_WHAT TO PRODUCE_
The answer must be the full set of records, repeated exactly.

_PROVIDED INFORMATION_
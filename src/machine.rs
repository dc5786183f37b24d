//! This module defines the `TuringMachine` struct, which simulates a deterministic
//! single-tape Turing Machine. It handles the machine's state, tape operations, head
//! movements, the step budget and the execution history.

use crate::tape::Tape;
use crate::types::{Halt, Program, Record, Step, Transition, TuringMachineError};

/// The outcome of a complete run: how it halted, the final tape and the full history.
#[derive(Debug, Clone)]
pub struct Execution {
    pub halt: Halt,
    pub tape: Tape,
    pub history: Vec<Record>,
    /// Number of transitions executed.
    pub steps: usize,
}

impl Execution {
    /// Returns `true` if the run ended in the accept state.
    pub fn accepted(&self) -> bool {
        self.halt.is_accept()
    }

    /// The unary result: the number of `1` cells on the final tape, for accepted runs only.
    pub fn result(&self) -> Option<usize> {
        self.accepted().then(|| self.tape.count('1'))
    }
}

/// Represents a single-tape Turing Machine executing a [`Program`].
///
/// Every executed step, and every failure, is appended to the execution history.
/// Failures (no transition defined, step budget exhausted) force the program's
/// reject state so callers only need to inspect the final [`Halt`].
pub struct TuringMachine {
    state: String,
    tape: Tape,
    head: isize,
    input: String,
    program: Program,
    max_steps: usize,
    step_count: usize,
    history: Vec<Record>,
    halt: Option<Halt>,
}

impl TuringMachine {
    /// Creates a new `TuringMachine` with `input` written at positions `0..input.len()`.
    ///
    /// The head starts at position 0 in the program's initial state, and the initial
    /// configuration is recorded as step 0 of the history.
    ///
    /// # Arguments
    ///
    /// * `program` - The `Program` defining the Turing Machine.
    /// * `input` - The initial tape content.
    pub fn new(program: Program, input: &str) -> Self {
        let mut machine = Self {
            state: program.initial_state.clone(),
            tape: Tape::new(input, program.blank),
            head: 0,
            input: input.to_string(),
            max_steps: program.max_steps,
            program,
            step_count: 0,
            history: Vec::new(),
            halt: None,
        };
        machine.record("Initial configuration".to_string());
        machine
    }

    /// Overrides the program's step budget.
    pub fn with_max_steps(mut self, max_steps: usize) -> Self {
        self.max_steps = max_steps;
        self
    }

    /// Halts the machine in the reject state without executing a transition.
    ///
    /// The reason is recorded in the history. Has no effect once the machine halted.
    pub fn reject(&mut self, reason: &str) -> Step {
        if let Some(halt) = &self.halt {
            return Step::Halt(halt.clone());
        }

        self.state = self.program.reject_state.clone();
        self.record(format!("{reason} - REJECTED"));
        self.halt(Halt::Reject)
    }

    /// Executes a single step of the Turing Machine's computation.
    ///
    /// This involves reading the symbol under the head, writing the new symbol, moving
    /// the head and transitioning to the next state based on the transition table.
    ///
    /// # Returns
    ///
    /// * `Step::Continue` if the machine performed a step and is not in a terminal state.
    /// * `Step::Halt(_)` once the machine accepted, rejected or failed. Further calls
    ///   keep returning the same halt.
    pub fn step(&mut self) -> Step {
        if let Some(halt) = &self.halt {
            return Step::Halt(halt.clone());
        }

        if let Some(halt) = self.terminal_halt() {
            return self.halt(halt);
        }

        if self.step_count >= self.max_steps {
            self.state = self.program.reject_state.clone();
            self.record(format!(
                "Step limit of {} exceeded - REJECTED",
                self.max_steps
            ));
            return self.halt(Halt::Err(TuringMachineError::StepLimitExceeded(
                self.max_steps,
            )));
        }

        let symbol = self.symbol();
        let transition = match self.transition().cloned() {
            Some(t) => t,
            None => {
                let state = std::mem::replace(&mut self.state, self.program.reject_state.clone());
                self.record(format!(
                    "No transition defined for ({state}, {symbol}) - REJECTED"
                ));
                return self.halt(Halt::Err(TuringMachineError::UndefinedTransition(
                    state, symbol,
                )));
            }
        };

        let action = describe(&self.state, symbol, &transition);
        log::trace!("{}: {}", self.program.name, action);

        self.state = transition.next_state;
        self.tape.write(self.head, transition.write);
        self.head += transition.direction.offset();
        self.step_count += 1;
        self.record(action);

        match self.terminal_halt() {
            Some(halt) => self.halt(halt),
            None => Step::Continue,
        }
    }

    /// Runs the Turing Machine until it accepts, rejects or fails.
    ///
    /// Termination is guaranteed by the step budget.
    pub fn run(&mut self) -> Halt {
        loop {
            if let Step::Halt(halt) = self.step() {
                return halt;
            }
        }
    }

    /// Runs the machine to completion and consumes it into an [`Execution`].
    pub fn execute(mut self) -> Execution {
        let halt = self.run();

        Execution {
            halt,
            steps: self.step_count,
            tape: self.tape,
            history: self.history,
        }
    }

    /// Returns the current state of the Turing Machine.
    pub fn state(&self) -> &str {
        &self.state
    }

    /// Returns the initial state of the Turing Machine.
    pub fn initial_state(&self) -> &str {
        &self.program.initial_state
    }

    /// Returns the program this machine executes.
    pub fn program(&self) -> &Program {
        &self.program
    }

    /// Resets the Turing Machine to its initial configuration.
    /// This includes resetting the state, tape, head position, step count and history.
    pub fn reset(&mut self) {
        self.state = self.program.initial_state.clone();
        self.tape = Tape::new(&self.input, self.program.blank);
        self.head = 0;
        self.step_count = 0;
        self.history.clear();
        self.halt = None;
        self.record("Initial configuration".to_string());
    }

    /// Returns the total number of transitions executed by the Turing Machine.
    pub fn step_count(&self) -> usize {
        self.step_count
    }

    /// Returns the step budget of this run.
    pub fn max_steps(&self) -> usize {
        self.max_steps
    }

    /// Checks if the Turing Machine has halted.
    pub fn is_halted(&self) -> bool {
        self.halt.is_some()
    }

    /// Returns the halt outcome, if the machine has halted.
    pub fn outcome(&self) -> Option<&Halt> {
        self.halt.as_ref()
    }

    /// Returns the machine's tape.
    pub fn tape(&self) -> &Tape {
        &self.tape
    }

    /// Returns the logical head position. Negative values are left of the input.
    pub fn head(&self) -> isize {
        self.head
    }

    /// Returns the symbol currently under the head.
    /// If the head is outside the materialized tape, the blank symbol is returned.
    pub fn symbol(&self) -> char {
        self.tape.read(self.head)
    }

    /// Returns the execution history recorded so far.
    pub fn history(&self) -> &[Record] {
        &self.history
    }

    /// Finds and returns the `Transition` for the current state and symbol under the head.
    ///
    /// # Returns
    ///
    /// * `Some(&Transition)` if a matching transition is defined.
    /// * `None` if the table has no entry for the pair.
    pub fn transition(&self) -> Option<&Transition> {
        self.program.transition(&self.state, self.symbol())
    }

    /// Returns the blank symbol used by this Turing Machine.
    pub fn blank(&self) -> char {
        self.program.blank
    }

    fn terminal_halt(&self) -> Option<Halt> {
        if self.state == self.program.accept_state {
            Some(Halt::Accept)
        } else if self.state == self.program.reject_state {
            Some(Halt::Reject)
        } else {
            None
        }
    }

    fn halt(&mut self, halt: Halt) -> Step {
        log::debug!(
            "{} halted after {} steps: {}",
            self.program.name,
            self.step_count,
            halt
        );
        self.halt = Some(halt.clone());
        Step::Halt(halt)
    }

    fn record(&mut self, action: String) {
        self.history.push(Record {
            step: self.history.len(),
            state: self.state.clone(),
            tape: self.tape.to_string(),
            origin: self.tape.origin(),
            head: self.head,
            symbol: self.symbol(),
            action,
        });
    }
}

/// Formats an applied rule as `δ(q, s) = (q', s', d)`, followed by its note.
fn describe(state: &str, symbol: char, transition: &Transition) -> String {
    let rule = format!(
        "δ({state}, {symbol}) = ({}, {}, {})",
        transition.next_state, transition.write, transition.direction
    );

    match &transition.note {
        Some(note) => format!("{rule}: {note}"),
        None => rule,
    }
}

_WORKED SOLUTION_
filename src/machine.rs
repository dc5786183f37b24d
//! This module defines the `TuringMachine` struct, which simulates a deterministic
//! single-tape Turing Machine. It handles the machine's state, tape operations, head
//! movements, the step budget and the execution history.

use crate::tape::Tape;
use crate::types::{Halt, Program, Record, Step, Transition, TuringMachineError};

/// The outcome of a complete run: how it halted, the final tape and the full history.
#[derive(Debug, Clone)]
pub struct Execution {
    pub halt: Halt,
    pub tape: Tape,
    pub history: Vec<Record>,
    /// Number of transitions executed.
    pub steps: usize,
}

impl Execution {
    /// Returns `true` if the run ended in the accept state.
    pub fn accepted(&self) -> bool {
        self.halt.is_accept()
    }

    /// The unary result: the number of `1` cells on the final tape, for accepted runs only.
    pub fn result(&self) -> Option<usize> {
        self.accepted().then(|| self.tape.count('1'))
    }
}

/// Represents a single-tape Turing Machine executing a [`Program`].
///
/// Every executed step, and every failure, is appended to the execution history.
/// Failures (no transition defined, step budget exhausted) force the program's
/// reject state so callers only need to inspect the final [`Halt`].
pub struct TuringMachine {
    state: String,
    tape: Tape,
    head: isize,
    input: String,
    program: Program,
    max_steps: usize,
    step_count: usize,
    history: Vec<Record>,
    halt: Option<Halt>,
}

impl TuringMachine {
    /// Creates a new `TuringMachine` with `input` written at positions `0..input.len()`.
    ///
    /// The head starts at position 0 in the program's initial state, and the initial
    /// configuration is recorded as step 0 of the history.
    ///
    /// # Arguments
    ///
    /// * `program` - The `Program` defining the Turing Machine.
    /// * `input` - The initial tape content.
    pub fn new(program: Program, input: &str) -> Self {
        let mut machine = Self {
            state: program.initial_state.clone(),
            tape: Tape::new(input, program.blank),
            head: 0,
            input: input.to_string(),
            max_steps: program.max_steps,
            program,
            step_count: 0,
            history: Vec::new(),
            halt: None,
        };
        machine.record("Initial configuration".to_string());
        machine
    }

    /// Overrides the program's step budget.
    pub fn with_max_steps(mut self, max_steps: usize) -> Self {
        self.max_steps = max_steps;
        self
    }

    /// Halts the machine in the reject state without executing a transition.
    ///
    /// The reason is recorded in the history. Has no effect once the machine halted.
    pub fn reject(&mut self, reason: &str) -> Step {
        if let Some(halt) = &self.halt {
            return Step::Halt(halt.clone());
        }

        self.state = self.program.reject_state.clone();
        self.record(format!("{reason} - REJECTED"));
        self.halt(Halt::Reject)
    }

    /// Executes a single step of the Turing Machine's computation.
    ///
    /// This involves reading the symbol under the head, writing the new symbol, moving
    /// the head and transitioning to the next state based on the transition table.
    ///
    /// # Returns
    ///
    /// * `Step::Continue` if the machine performed a step and is not in a terminal state.
    /// * `Step::Halt(_)` once the machine accepted, rejected or failed. Further calls
    ///   keep returning the same halt.
    pub fn step(&mut self) -> Step {
        if let Some(halt) = &self.halt {
            return Step::Halt(halt.clone());
        }

        if let Some(halt) = self.terminal_halt() {
            return self.halt(halt);
        }

        if self.step_count >= self.max_steps {
            self.state = self.program.reject_state.clone();
            self.record(format!(
                "Step limit of {} exceeded - REJECTED",
                self.max_steps
            ));
            return self.halt(Halt::Err(TuringMachineError::StepLimitExceeded(
                self.max_steps,
            )));
        }

        let symbol = self.symbol();
        let transition = match self.transition().cloned() {
            Some(t) => t,
            None => {
                let state = std::mem::replace(&mut self.state, self.program.reject_state.clone());
                self.record(format!(
                    "No transition defined for ({state}, {symbol}) - REJECTED"
                ));
                return self.halt(Halt::Err(TuringMachineError::UndefinedTransition(
                    state, symbol,
                )));
            }
        };

        let action = describe(&self.state, symbol, &transition);
        log::trace!("{}: {}", self.program.name, action);

        self.state = transition.next_state;
        self.tape.write(self.head, transition.write);
        self.head += transition.direction.offset();
        self.step_count += 1;
        self.record(action);

        match self.terminal_halt() {
            Some(halt) => self.halt(halt),
            None => Step::Continue,
        }
    }

    /// Runs the Turing Machine until it accepts, rejects or fails.
    ///
    /// Termination is guaranteed by the step budget.
    pub fn run(&mut self) -> Halt {
        loop {
            if let Step::Halt(halt) = self.step() {
                return halt;
            }
        }
    }

    /// Runs the machine to completion and consumes it into an [`Execution`].
    pub fn execute(mut self) -> Execution {
        let halt = self.run();

        Execution {
            halt,
            steps: self.step_count,
            tape: self.tape,
            history: self.history,
        }
    }

    /// Returns the current state of the Turing Machine.
    pub fn state(&self) -> &str {
        &self.state
    }

    /// Returns the initial state of the Turing Machine.
    pub fn initial_state(&self) -> &str {
        &self.program.initial_state
    }

    /// Returns the program this machine executes.
    pub fn program(&self) -> &Program {
        &self.program
    }

    /// Resets the Turing Machine to its initial configuration.
    /// This includes resetting the state, tape, head position, step count and history.
    pub fn reset(&mut self) {
        self.state = self.program.initial_state.clone();
        self.tape = Tape::new(&self.input, self.program.blank);
        self.head = 0;
        self.step_count = 0;
        self.history.clear();
        self.halt = None;
        self.record("Initial configuration".to_string());
    }

    /// Returns the total number of transitions executed by the Turing Machine.
    pub fn step_count(&self) -> usize {
        self.step_count
    }

    /// Returns the step budget of this run.
    pub fn max_steps(&self) -> usize {
        self.max_steps
    }

    /// Checks if the Turing Machine has halted.
    pub fn is_halted(&self) -> bool {
        self.halt.is_some()
    }

    /// Returns the halt outcome, if the machine has halted.
    pub fn outcome(&self) -> Option<&Halt> {
        self.halt.as_ref()
    }

    /// Returns the machine's tape.
    pub fn tape(&self) -> &Tape {
        &self.tape
    }

    /// Returns the logical head position. Negative values are left of the input.
    pub fn head(&self) -> isize {
        self.head
    }

    /// Returns the symbol currently under the head.
    /// If the head is outside the materialized tape, the blank symbol is returned.
    pub fn symbol(&self) -> char {
        self.tape.read(self.head)
    }

    /// Returns the execution history recorded so far.
    pub fn history(&self) -> &[Record] {
        &self.history
    }

    /// Finds and returns the `Transition` for the current state and symbol under the head.
    ///
    /// # Returns
    ///
    /// * `Some(&Transition)` if a matching transition is defined.
    /// * `None` if the table has no entry for the pair.
    pub fn transition(&self) -> Option<&Transition> {
        self.program.transition(&self.state, self.symbol())
    }

    /// Returns the blank symbol used by this Turing Machine.
    pub fn blank(&self) -> char {
        self.program.blank
    }

    fn terminal_halt(&self) -> Option<Halt> {
        if self.state == self.program.accept_state {
            Some(Halt::Accept)
        } else if self.state == self.program.reject_state {
            Some(Halt::Reject)
        } else {
            None
        }
    }

    fn halt(&mut self, halt: Halt) -> Step {
        log::debug!(
            "{} halted after {} steps: {}",
            self.program.name,
            self.step_count,
            halt
        );
        self.halt = Some(halt.clone());
        Step::Halt(halt)
    }

    fn record(&mut self, action: String) {
        self.history.push(Record {
            step: self.history.len(),
            state: self.state.clone(),
            tape: self.tape.to_string(),
            origin: self.tape.origin(),
            head: self.head,
            symbol: self.symbol(),
            action,
        });
    }
}

/// Formats an applied rule as `δ(q, s) = (q', s', d)`, followed by its note.
fn describe(state: &str, symbol: char, transition: &Transition) -> String {
    let rule = format!(
        "δ({state}, {symbol}) = ({}, {}, {})",
        transition.next_state, transition.write, transition.direction
    );

    match &transition.note {
        Some(note) => format!("{rule}: {note}"),
        None => rule,
    }
}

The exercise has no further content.